▶ [EXERCISE AIM]
Lines holding the string "earlier" are the ones to copy from this listing.

▶ [RECORDS SUPPLIED]
//! Intermediate node CPT synthesis via noisy-OR aggregation.
//!
//! A node with k parents needs a 3 × 3^k table; hand-authoring one is
//! hopeless past k = 2, and a flat model over N raw evidence nodes
//! would need 3^N columns. The synthesizer builds the table from a
//! handful of tuning constants instead: each parent independently may
//! "cause" the high-severity outcome with its influence weight, plus a
//! small leak rate for causes outside the model.
//!
//! Column enumeration is base-3 with the FIRST parent in the
//! least-significant digit; the same ordering the CPT's evidence list
//! records and the assembler validates against graph predecessors.

use crate::catalog::DiscreteVariable;
use crate::cpt::Cpt;
use mas_common::{Error, NodeName, Result};
use mas_config::{NodeType, NoisyOrTuning};
use mas_config::tuning::MAX_FAN_IN;
use mas_math::{combination_count, decode_combination, floor_and_renormalize};

/// Floor applied to every synthesized probability so no state ever
/// loses support entirely.
pub const PROBABILITY_FLOOR: f64 = 0.01;

/// Specification of one intermediate aggregation node.
#[derive(Debug, Clone)]
pub struct IntermediateNodeSpec {
    pub variable: DiscreteVariable,
    /// Ordered parents; position selects the influence weight, so
    /// earlier-listed parents carry more influence.
    pub parents: Vec<NodeName>,
    pub node_type: NodeType,
}

impl IntermediateNodeSpec {
    pub fn new(
        variable: DiscreteVariable,
        parents: Vec<NodeName>,
        node_type: NodeType,
    ) -> Result<IntermediateNodeSpec> {
        if variable.cardinality() != 3 {
            return Err(Error::InvalidStructure(format!(
                "intermediate '{}' must have 3 states, got {}",
                variable.name(),
                variable.cardinality()
            )));
        }
        let fan_in = parents.len();
        if fan_in < 2 || fan_in > MAX_FAN_IN {
            return Err(Error::FanInExceeded {
                node: variable.name().to_string(),
                fan_in,
                max: MAX_FAN_IN,
            });
        }
        Ok(IntermediateNodeSpec {
            variable,
            parents,
            node_type,
        })
    }

    pub fn fan_in(&self) -> usize {
        self.parents.len()
    }
}

/// Per-parent suppression factor on the low-severity outcome.
///
/// A parent in its high state applies its full influence (factor
/// `1 - w`), the medium state applies a node-type-dependent fraction of
/// it, and the low state contributes nothing.
fn parent_factor(state: usize, weight: f64, medium_factor: f64) -> f64 {
    match state {
        0 => 1.0,
        1 => 1.0 - medium_factor * weight,
        _ => 1.0 - weight,
    }
}

/// Synthesize the complete CPT for an intermediate node.
///
/// For every parent-state combination:
/// `P(low) = (1 - leak) * ∏_j factor(state_j, w_j)`, the noisy-OR
/// probability that no cause (modeled or leaked) fired; the remaining
/// mass splits into medium and high by the tuning's medium split.
/// Every entry is floored at [`PROBABILITY_FLOOR`] and the column
/// renormalized to sum exactly 1.0.
pub fn synthesize_cpt(spec: &IntermediateNodeSpec, tuning: &NoisyOrTuning) -> Result<Cpt> {
    let k = spec.fan_in();
    let weights = tuning.weights_for(k).ok_or_else(|| Error::InvalidTuning {
        node_type: spec.node_type.to_string(),
        message: format!(
            "{} influence weights configured, {k} parents",
            tuning.influence_weights.len()
        ),
    })?;

    let cards = vec![3usize; k];
    let cols = combination_count(&cards);
    let mut rows = vec![vec![0.0; cols]; 3];

    for col in 0..cols {
        // Construction guarantees col < 3^k.
        let digits = decode_combination(col, &cards).ok_or_else(|| {
            Error::ModelIntegrity(format!("combination index {col} out of range for {k} parents"))
        })?;
        let mut p_low = 1.0 - tuning.leak_probability;
        for (state, weight) in digits.iter().zip(weights.iter()) {
            p_low *= parent_factor(*state, *weight, tuning.medium_state_factor);
        }
        let p_rest = 1.0 - p_low;
        let p_medium = tuning.medium_split * p_rest;
        let p_high = p_rest - p_medium;

        let mut column = [p_low, p_medium, p_high];
        if !floor_and_renormalize(&mut column, PROBABILITY_FLOOR) {
            return Err(Error::ModelIntegrity(format!(
                "degenerate synthesized column {col} for '{}'",
                spec.variable.name()
            )));
        }
        for (row, value) in column.iter().enumerate() {
            rows[row][col] = *value;
        }
    }

    Cpt::new(
        spec.variable.name().clone(),
        rows,
        spec.parents.clone(),
        cards,
    )
}
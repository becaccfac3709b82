//! MAS surveillance math utilities.

pub mod math;

pub use math::entropy::*;
pub use math::prob::*;
pub use math::radix::*;
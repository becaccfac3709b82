//! Network structure configuration.
//!
//! A [`NetworkStructureConfig`] fully describes one typology's network:
//! evidence nodes with fallback priors, intermediate groupings, the
//! optional latent-intent layer, and the outcome node. The assembler
//! consumes this as data; it never inspects files or raw JSON itself.

use crate::tuning::{NodeType, NoisyOrTuning};
use crate::{AggregationConfig, EsiConfig};
use mas_common::{EvidenceCluster, NodeName, Typology};
use schemars::JsonSchema;
use serde::{Deserialize, Serialize};
use std::collections::BTreeMap;

/// One raw evidence variable.
#[derive(Debug, Clone, PartialEq, Serialize, Deserialize, JsonSchema)]
pub struct EvidenceNodeDef {
    pub name: NodeName,
    /// Ordered state labels, lowest severity first.
    pub states: Vec<String>,
    /// Fallback prior over `states`; sums to 1.0 ± 1e-6.
    pub fallback_prior: Vec<f64>,
    pub cluster: EvidenceCluster,
    #[serde(default, skip_serializing_if = "Option::is_none")]
    pub description: Option<String>,
}

impl EvidenceNodeDef {
    /// A 3-state node with the standard low/medium/high labels and a
    /// prior skewed toward the normal state.
    pub fn severity3(
        name: impl Into<NodeName>,
        cluster: EvidenceCluster,
        fallback_prior: [f64; 3],
    ) -> Self {
        EvidenceNodeDef {
            name: name.into(),
            states: vec!["low".into(), "medium".into(), "high".into()],
            fallback_prior: fallback_prior.to_vec(),
            cluster,
            description: None,
        }
    }
}

/// One intermediate aggregation node.
#[derive(Debug, Clone, PartialEq, Serialize, Deserialize, JsonSchema)]
pub struct IntermediateNodeDef {
    pub name: NodeName,
    pub node_type: NodeType,
    /// Ordered parents; earlier parents carry more influence.
    pub parents: Vec<NodeName>,
}

/// The final outcome node.
#[derive(Debug, Clone, PartialEq, Serialize, Deserialize, JsonSchema)]
pub struct OutcomeNodeDef {
    pub name: NodeName,
    pub states: Vec<String>,
    /// Hand-authored CPT rows (child states × parent combinations).
    /// When absent the assembler synthesizes one via noisy-OR with the
    /// [`NodeType::RiskOutcome`] tuning.
    #[serde(default, skip_serializing_if = "Option::is_none")]
    pub hand_authored_cpt: Option<Vec<Vec<f64>>>,
}

/// Complete structure for one typology's network.
#[derive(Debug, Clone, PartialEq, Serialize, Deserialize, JsonSchema)]
pub struct NetworkStructureConfig {
    pub typology: Typology,
    pub evidence_nodes: Vec<EvidenceNodeDef>,
    pub intermediates: Vec<IntermediateNodeDef>,
    /// Insert a 3-state latent-intent node between the intermediates
    /// and the outcome.
    pub use_latent_intent: bool,
    /// Name of the latent-intent node when enabled.
    #[serde(default, skip_serializing_if = "Option::is_none")]
    pub latent_intent_name: Option<NodeName>,
    pub outcome: OutcomeNodeDef,
}

/// Fully-resolved model configuration handed to the assembler.
#[derive(Debug, Clone, PartialEq, Serialize, Deserialize, JsonSchema)]
pub struct ModelConfig {
    #[serde(default = "default_schema_version")]
    pub schema_version: String,
    pub structure: NetworkStructureConfig,
    /// Per-node-type tuning overrides; types absent here use
    /// [`NodeType::default_tuning`].
    #[serde(default)]
    pub tuning_overrides: BTreeMap<NodeType, NoisyOrTuning>,
    #[serde(default)]
    pub esi: EsiConfig,
    #[serde(default)]
    pub aggregation: AggregationConfig,
}

fn default_schema_version() -> String {
    crate::CONFIG_SCHEMA_VERSION.to_string()
}

impl ModelConfig {
    /// Build a config from a structure with default tuning/ESI/aggregation.
    pub fn with_defaults(structure: NetworkStructureConfig) -> Self {
        ModelConfig {
            schema_version: default_schema_version(),
            structure,
            tuning_overrides: BTreeMap::new(),
            esi: EsiConfig::default(),
            aggregation: AggregationConfig::default(),
        }
    }

    /// Effective tuning for a node type (override or default).
    pub fn tuning_for(&self, node_type: NodeType) -> NoisyOrTuning {
        self.tuning_overrides
            .get(&node_type)
            .cloned()
            .unwrap_or_else(|| node_type.default_tuning())
    }

    /// Parse a model configuration from JSON.
    pub fn from_json(json: &str) -> Result<Self, serde_json::Error> {
        serde_json::from_str(json)
    }
}
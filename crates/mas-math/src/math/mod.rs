//! Core math modules.

pub mod entropy;
pub mod prob;
pub mod radix;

▶ [ANSWER BOX]
    /// earlier-listed parents carry more influence.
    /// Ordered parents; earlier parents carry more influence.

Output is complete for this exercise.